Interesting perspective on the changes in national newspapers, but the last part—about the healthcare bill—could have been dictated by the democratic party.  How can someone lament the loss of analysis and perspective, then write this nonsense.  It was not “the left” that lost the mid-terms—it was the democratic party’s failure to act on behalf of the working people of this country, ignoring Wall Street criminals, refusing to prosecute war crimes and essentially giving immunity to all U.S. -associated people who engaged in torture.  Not to mention the ongoing give-aways to Wall Street and the banks, and the flat-out refusal to create a jobs plan to put 14 million unemployed Americans back to work.  For heaven’s sake, where’s the perspective on the truth in that last section?

Beyond that, at the outset Obama held secret meetings with the medical industry heads and negotiated deals that left the public out of the debate.  What are we citizens?  Children?  The adult get together and make decisions, and we have no right to participate?  In his earliest meetings Obama agreed he would not push for a non-profit option, medicare for all, or even that watered-down creature that the democratics invented called the “public option.”  Does anyone even know what that means?  Of course not.  It will never exist in this country, by the way.  It was just thrown out there to placate part of the population.

We’ve got 55,000 Americans who die every year from a lack of access to healthcare.  That’s not “left” Americans—it’s all Americans.  To attack people on the left for their criticism of this health care bill is to ignore the ongoing needless deaths which, by the way, are not solved by anything in that bill.

Here’s the thing, if the politicians had bothered talking and listening to the public instead of just to the corporate insiders, we could have told them:  the problem with healthcare is that it’s too expensive.  To “solve” the problem by ordering people to buy insurance is insane.  My insurance, for example, has gone up 40% in 18 months.  There is no help for many of us in this ridiculous bill the democrats passed.
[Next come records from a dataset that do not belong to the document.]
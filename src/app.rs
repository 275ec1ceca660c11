use std::cell::RefCell;
use std::rc::Rc;

use yew::platform::spawn_local;
use yew::prelude::*;

use crate::api::{self, FetchError};
use crate::charts;
use crate::components::{FilterBar, LogTable};
use crate::filter::{filter_logs, sort_latest_first};
use crate::stats::DetectionSummary;
use crate::types::LogRecord;

#[derive(Clone, PartialEq)]
pub enum LoadState {
    Loading,
    Loaded,
    Failed(String),
}

fn collect_or_empty(
    result: Result<Vec<LogRecord>, FetchError>,
    which: &str,
    failures: &mut Vec<String>,
) -> Vec<LogRecord> {
    match result {
        Ok(mut records) => {
            sort_latest_first(&mut records);
            records
        }
        Err(err) => {
            web_sys::console::error_1(&format!("error fetching {which} logs: {err}").into());
            failures.push(format!("{which} logs: {err}"));
            Vec::new()
        }
    }
}

/// Runs one load sequence: known logs, then unknown logs, each sorted
/// newest-first. The generation counter tags this load; if another load
/// starts while this one is in flight, the stale completion is dropped
/// instead of overwriting newer state.
fn start_load(
    known: UseStateHandle<Vec<LogRecord>>,
    unknown: UseStateHandle<Vec<LogRecord>>,
    load_state: UseStateHandle<LoadState>,
    generation: Rc<RefCell<u32>>,
) {
    let current = {
        let mut counter = generation.borrow_mut();
        *counter += 1;
        *counter
    };
    load_state.set(LoadState::Loading);
    spawn_local(async move {
        let known_result = api::fetch_logs(api::KNOWN_LOGS_URL).await;
        let unknown_result = api::fetch_logs(api::UNKNOWN_LOGS_URL).await;
        if *generation.borrow() != current {
            return;
        }
        let mut failures = Vec::new();
        known.set(collect_or_empty(known_result, "known", &mut failures));
        unknown.set(collect_or_empty(unknown_result, "unknown", &mut failures));
        load_state.set(if failures.is_empty() {
            LoadState::Loaded
        } else {
            LoadState::Failed(failures.join("; "))
        });
    });
}

#[function_component(App)]
pub fn app() -> Html {
    let known_logs = use_state(Vec::<LogRecord>::new);
    let unknown_logs = use_state(Vec::<LogRecord>::new);
    let date_filter = use_state(String::new);
    let time_filter = use_state(String::new);
    let load_state = use_state(|| LoadState::Loading);
    let load_generation = use_mut_ref(|| 0u32);

    // Initial load on mount.
    {
        let known_logs = known_logs.clone();
        let unknown_logs = unknown_logs.clone();
        let load_state = load_state.clone();
        let load_generation = load_generation.clone();
        use_effect_with((), move |_| {
            start_load(known_logs, unknown_logs, load_state, load_generation);
            || ()
        });
    }

    // Redraw the charts whenever the loaded collections change.
    use_effect_with(
        ((*known_logs).clone(), (*unknown_logs).clone()),
        move |(known, unknown): &(Vec<LogRecord>, Vec<LogRecord>)| {
            let summary = DetectionSummary::build(known, unknown);
            let drawn = [
                charts::create_line_chart("detectionsLineChart", &summary.per_day_dataset())
                    .map(|_| ()),
                charts::create_bar_chart("objectsBarChart", &summary.objects_dataset())
                    .map(|_| ()),
                charts::create_pie_chart("outcomePieChart", &summary.outcomes_dataset())
                    .map(|_| ()),
            ];
            for result in drawn {
                if let Err(err) = result {
                    web_sys::console::warn_1(&format!("chart rendering failed: {err}").into());
                }
            }
            || ()
        },
    );

    let on_refresh = {
        let known_logs = known_logs.clone();
        let unknown_logs = unknown_logs.clone();
        let load_state = load_state.clone();
        let load_generation = load_generation.clone();
        Callback::from(move |_: MouseEvent| {
            start_load(
                known_logs.clone(),
                unknown_logs.clone(),
                load_state.clone(),
                load_generation.clone(),
            );
        })
    };

    let on_date_change = {
        let date_filter = date_filter.clone();
        Callback::from(move |value: String| date_filter.set(value))
    };

    let on_time_change = {
        let time_filter = time_filter.clone();
        Callback::from(move |value: String| time_filter.set(value))
    };

    let visible_known = filter_logs(&known_logs, &date_filter, &time_filter);
    let visible_unknown = filter_logs(&unknown_logs, &date_filter, &time_filter);

    html! {
        <div style="font-family:Arial,sans-serif; padding:1.5em; background:#f0f2f5; min-height:100vh; display:flex; flex-direction:column; gap:1em;">
            <div style="display:flex; justify-content:space-between; align-items:center;">
                <h1 style="margin:0; color:#333;">{ "Detection Dashboard" }</h1>
                <button
                    onclick={on_refresh}
                    disabled={matches!(*load_state, LoadState::Loading)}
                    style={format!(
                        "padding:0.6em 1.4em; font-size:1em; border:none; border-radius:4px; {}",
                        if matches!(*load_state, LoadState::Loading) {
                            "background:#ccc; cursor:not-allowed;"
                        } else {
                            "background:#007bff; color:white; cursor:pointer;"
                        }
                    )}
                >
                    { if matches!(*load_state, LoadState::Loading) { "Loading..." } else { "Refresh" } }
                </button>
            </div>

            { match &*load_state {
                LoadState::Failed(message) => html! {
                    <div style="padding:1em; background:#f8d7da; border:1px solid #f5c6cb; border-radius:4px;">
                        <strong style="color:#721c24;">{ "Some logs could not be loaded" }</strong>
                        <div style="margin-top:0.5em; color:#721c24; font-size:0.9em;">
                            { message }
                        </div>
                    </div>
                },
                _ => html! {},
            }}

            <FilterBar
                date={(*date_filter).clone()}
                time={(*time_filter).clone()}
                on_date_change={on_date_change}
                on_time_change={on_time_change}
            />

            <div style="display:grid; grid-template-columns:1fr 1fr; gap:1.5em;">
                <div style="display:flex; flex-direction:column; gap:0.5em;">
                    <h2 style="margin:0; color:#333; font-size:1.1em;">
                        { format!("Known Faces ({})", visible_known.len()) }
                    </h2>
                    <LogTable logs={visible_known} table_id={"knownLogsTable".to_string()} />
                </div>
                <div style="display:flex; flex-direction:column; gap:0.5em;">
                    <h2 style="margin:0; color:#333; font-size:1.1em;">
                        { format!("Unknown Faces ({})", visible_unknown.len()) }
                    </h2>
                    <LogTable logs={visible_unknown} table_id={"unknownLogsTable".to_string()} />
                </div>
            </div>

            <div style="display:flex; gap:1.5em; flex-wrap:wrap;">
                <canvas
                    id="detectionsLineChart"
                    width="440"
                    height="240"
                    style="background:white; border:1px solid #ddd; border-radius:4px;"
                />
                <canvas
                    id="objectsBarChart"
                    width="440"
                    height="240"
                    style="background:white; border:1px solid #ddd; border-radius:4px;"
                />
                <canvas
                    id="outcomePieChart"
                    width="440"
                    height="240"
                    style="background:white; border:1px solid #ddd; border-radius:4px;"
                />
            </div>
        </div>
    }
}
Too bad the author veered off on his need to slap down “The Left.”  And a word about that.  People talk about “The Left” as if it were comparable to “The Right.”  Which is just silly.  In this country, “The Left” consists of a handful of people who have strong political views, generally opposed to the inherent greed and destruction of capitalism.  A handful of people, mostly disorganized, certain with little money.  Any “liberal” money goes only to groups that support the democratic party.

Contrast that with “The Right,” which has trillions of dollars in funding, is well-organized, own much of the media, owns probably half of our politicians, and is carrying out its program to create fascism in this country.  It’s silly to talk about “The Left” as if it was a significant or controlling force in this country.  Silly and dangerous because it so ignores reality.

Finally, all educated professionals and professions are being decimated—teachers, lawyers, doctors—all being taken over by corporations, ethics trampled, the professions themselves pounded into the gutter.  It reminds me so much of all the talented professionals who fled Europe in advance of the Nazis.  It’s the same forces who are destroying everything decent in this country.  Not The Left, but The Right.  I’m tired of people bashing the Left as a way to show their solidarity with neo-cons in the democratic party.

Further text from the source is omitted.